Tuesday, March 20, 2007

Stress and Emotional Eating

It seems like the last couple of days I've been bombarded with stress. And wow is this a bad time for me to try and deal with it. I'm already an emotional wreck due to TOM. I was talking with my husband last night and just broke down crying. We were discussing the source of our recent stress and I just couldn't hold it in.

Now I know a good cry is beneficial now and then, so that doesn't bother me. What does concern me is my seemingly built-in need to eat when I feel this way. Emotional eating will be something I battle the rest of my life. Despite the things I've read, the advice I've been given, and the techniques I've tried, it's still an issue. Of course there are always those who have no clue what you are talking about, and love to hand out advice about it as if they were the expert on such matters. Don't you just love it when someone says "Well just don't eat!"? Well now, why didn't I think of that? Surely it's as simple as you make it sound. (insert sarcastic eye roll here)

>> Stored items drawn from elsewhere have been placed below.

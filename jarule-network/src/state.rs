//! Network interface model state: a fixed interface table plus the
//! mutable default-route/DNS settings a controller can configure.

use heapless::{String, Vec};
use jarule_core::responder::{ResponderDefinition, ResponderLike, ResponderState};

pub const MAX_NAME_SERVERS: usize = 3;
pub const MAX_DNS_LABEL: usize = 63;

/// One entry of the fixed interface table (E1.37-2 `LIST_INTERFACES`).
/// Real ja-rule builds enumerate whatever network interfaces the host
/// OS exposes; the responder core has no OS to query, so the table is
/// compiled in, matching the interface IDs/types the original test
/// fixture exercises (ids 1, 3, 4 — note the gap at 2, same shape as the
/// dimmer's sub-device numbering).
#[derive(Debug, Clone, Copy)]
pub struct InterfaceDefinition {
    pub id: u32,
    pub hardware_type: u16,
    pub label: &'static str,
    pub hardware_address: [u8; 6],
    /// `true` if this interface's DHCP/Zeroconf mode is hard-wired on
    /// and can't be toggled (matches the fixture's interface 4, which
    /// always reports mode `1` for both PIDs).
    pub mode_fixed_on: bool,
}

pub static FIXED_INTERFACES: [InterfaceDefinition; 3] = [
    InterfaceDefinition {
        id: 1,
        hardware_type: 0x0001,
        label: "eth0",
        hardware_address: [0x52, 0x12, 0x34, 0x56, 0x78, 0x9a],
        mode_fixed_on: false,
    },
    InterfaceDefinition {
        id: 3,
        hardware_type: 0x001f,
        label: "wlan0",
        hardware_address: [0x52, 0x12, 0x34, 0x56, 0x78, 0x9b],
        mode_fixed_on: false,
    },
    InterfaceDefinition {
        id: 4,
        hardware_type: 0x0001,
        label: "eth1",
        hardware_address: [0x52, 0x12, 0x34, 0x56, 0x78, 0x9c],
        mode_fixed_on: true,
    },
];

pub fn find_interface(id: u32) -> Option<&'static InterfaceDefinition> {
    FIXED_INTERFACES.iter().find(|iface| iface.id == id)
}

#[derive(Debug, Clone)]
pub struct NetworkRoot {
    pub responder: ResponderState,
    pub default_route_iface: u32,
    pub default_route_ip: [u8; 4],
    pub name_servers: [[u8; 4]; MAX_NAME_SERVERS],
    /// Highest 1-based index written by a `DNS_NAME_SERVER` SET; GET
    /// rejects any index beyond this even though the backing array has
    /// `MAX_NAME_SERVERS` capacity (an unset slot is not a valid server).
    pub name_server_count: u8,
    pub hostname: String<MAX_DNS_LABEL>,
    pub domain_name: String<MAX_DNS_LABEL>,
}

impl Default for NetworkRoot {
    fn default() -> Self {
        NetworkRoot {
            responder: ResponderState::default(),
            default_route_iface: 0,
            default_route_ip: [0; 4],
            name_servers: [[0; 4]; MAX_NAME_SERVERS],
            name_server_count: 0,
            hostname: String::new(),
            domain_name: String::new(),
        }
    }
}

impl ResponderLike for NetworkRoot {
    fn definition(&self) -> &'static ResponderDefinition {
        &ROOT_DEFINITION
    }
    fn state(&self) -> &ResponderState {
        &self.responder
    }
    fn state_mut(&mut self) -> &mut ResponderState {
        &mut self.responder
    }
    fn model_supported_pids(&self) -> &'static [u16] {
        ROOT_SUPPORTED_PIDS
    }
}

fn no_footprint(_personality_index: u8) -> u16 {
    0
}

pub static ROOT_DEFINITION: ResponderDefinition = ResponderDefinition {
    model_id: jarule_core::model::ModelId::Network as u16,
    product_category: jarule_core::pid::product_category::CONTROL,
    software_version_id: 0x0000_0000,
    software_version_label: "Alpha",
    model_description: "Ja Rule Network Device",
    manufacturer_label: "Open Lighting Project",
    product_detail_ids: &[jarule_core::pid::product_detail::TEST],
    personalities: &[],
    sensors: &[],
    footprint_of: no_footprint,
};

use jarule_core::pid::param;

pub static ROOT_SUPPORTED_PIDS: &[u16] = &[
    param::LIST_INTERFACES,
    param::INTERFACE_LABEL,
    param::INTERFACE_HARDWARE_ADDRESS_TYPE1,
    param::IPV4_DHCP_MODE,
    param::IPV4_ZEROCONF_MODE,
    param::IPV4_DEFAULT_ROUTE,
    param::DNS_NAME_SERVER,
    param::DNS_HOSTNAME,
    param::DNS_DOMAIN_NAME,
    param::DEVICE_LABEL,
    param::MANUFACTURER_LABEL,
    param::DEVICE_MODEL_DESCRIPTION,
];

pub type NameServers = Vec<[u8; 4], MAX_NAME_SERVERS>;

I've found the only thing that will get me though times like these are what I call distraction tactics. I have to get my mind off of food and my emotions. If I can focus on other things and stay busy until the craving passes, I can keep myself afloat. If I don't find a successful distraction - I sink right to the bottom.. and usually that bottom is a McDonald's french fry sack. Several minutes later I wake up from a carb-induced trance, berating myself for what I've just done. Then the emotions get stirred and it starts all over again.

It's taking me some time to learn my triggers, and the methods of distraction that work for me, but I'm getting there. Last night I wanted to eat, even though I knew I wasn't hungry. Instead I picked up a book I've been reading and became engrossed in the written page. It wasn't long until I'd forgotten about eating. For a short while I wasn't a mother who's struggling to guide her children, a wife who is trying to encourage her husband and help make major life decisions. For those few chapters I was able to look through the eyes of the author and see issues far worse than my own. And while I'm not the type of person that takes pleasure in seeing others who are less fortunate (it breaks my heart!), I certainly put my book down realizing my problems weren't so big after all.

Were my issues and emotions still there after I put down the book? Yep. But by then the urge to eat had subsided and I could think clearly. I knew that if I would have given in to emotional eating, I would have started a cycle that's tough to break.

While I may not have won the war, last night I won a battle. And I intend to beat this thing in that very way - one battle at time.

5 comments:

TESS said...

I really believe stress/emotion eating is a problem all overweight people have. No one can give you advice because we all react differently. I am more of a bordom eater and that is just as bad, I think you are handleing it perfectly for you and know that there are those of us who daily go through the same thing that are behind you 100%. If it hits you at a time when you can, take a long soak in the tub. It is real hard to eat from the tub and by the time you get out and dry off the urge is gone. Good Luck!

Unknown said...

Yay for you!

Unknown said...

I'm a severe emotional eater---by the way Tess--boredom is an emotion too---but anyway---having suffered from bulemia and binge eating for 30 yrs the only way for me to deal with the emotional eating---or head hunger--as we call it in WLS circles is to feed it---but I have changed how I feed it. It used to be sugary or high carb stuff like pasta or potatoes---the old comfort foods tied to my childhood. They make you feel better for a little while---but then you get to the point where you have to eat more and more to get the same "high".
Now when head hunger strikes I reach for eggs,olives, pickles or even turkey. The tryptophan in the turkey and eggs is a natural tranquilizer---so the carb cravings are held at bay.
Any technique you find is a positive one--as long as it works for you.
And contrary to what alot of people think food--especially carbs are addictive--which only makes the emotional eating worse...
Good luck to you as you fight these demons....you are not alone in the fight either...

Amy Dungan said...

Thank you for your encouragement and suggestions!

I never got to take that long soak in the tub Tess.. got busy with the kids and well, you know how it goes.

Bama, I think I'm afraid to "feed it" as you say. Even if it's low carb foods. Maybe that's a fear I'll overcome, especially as I get closer to goal, and be able to deal with. But mentally I battle the idea of eating when I'm not really hungry. I have no problem eating when I know it's real hunger. I'm sure there will be times when I give in, and it will only be healthy foods when that happens.

You are exactly right about carbs being addictive. I've been trying to tell people that for the last several years. It's funny how people don't believe you until they break the addiction themselves - then they see it. LOL

Alcinda (Cindy) Moore said...

Emotional eating, in my opinion, is the worst to break. Anytime you resist is a great thing!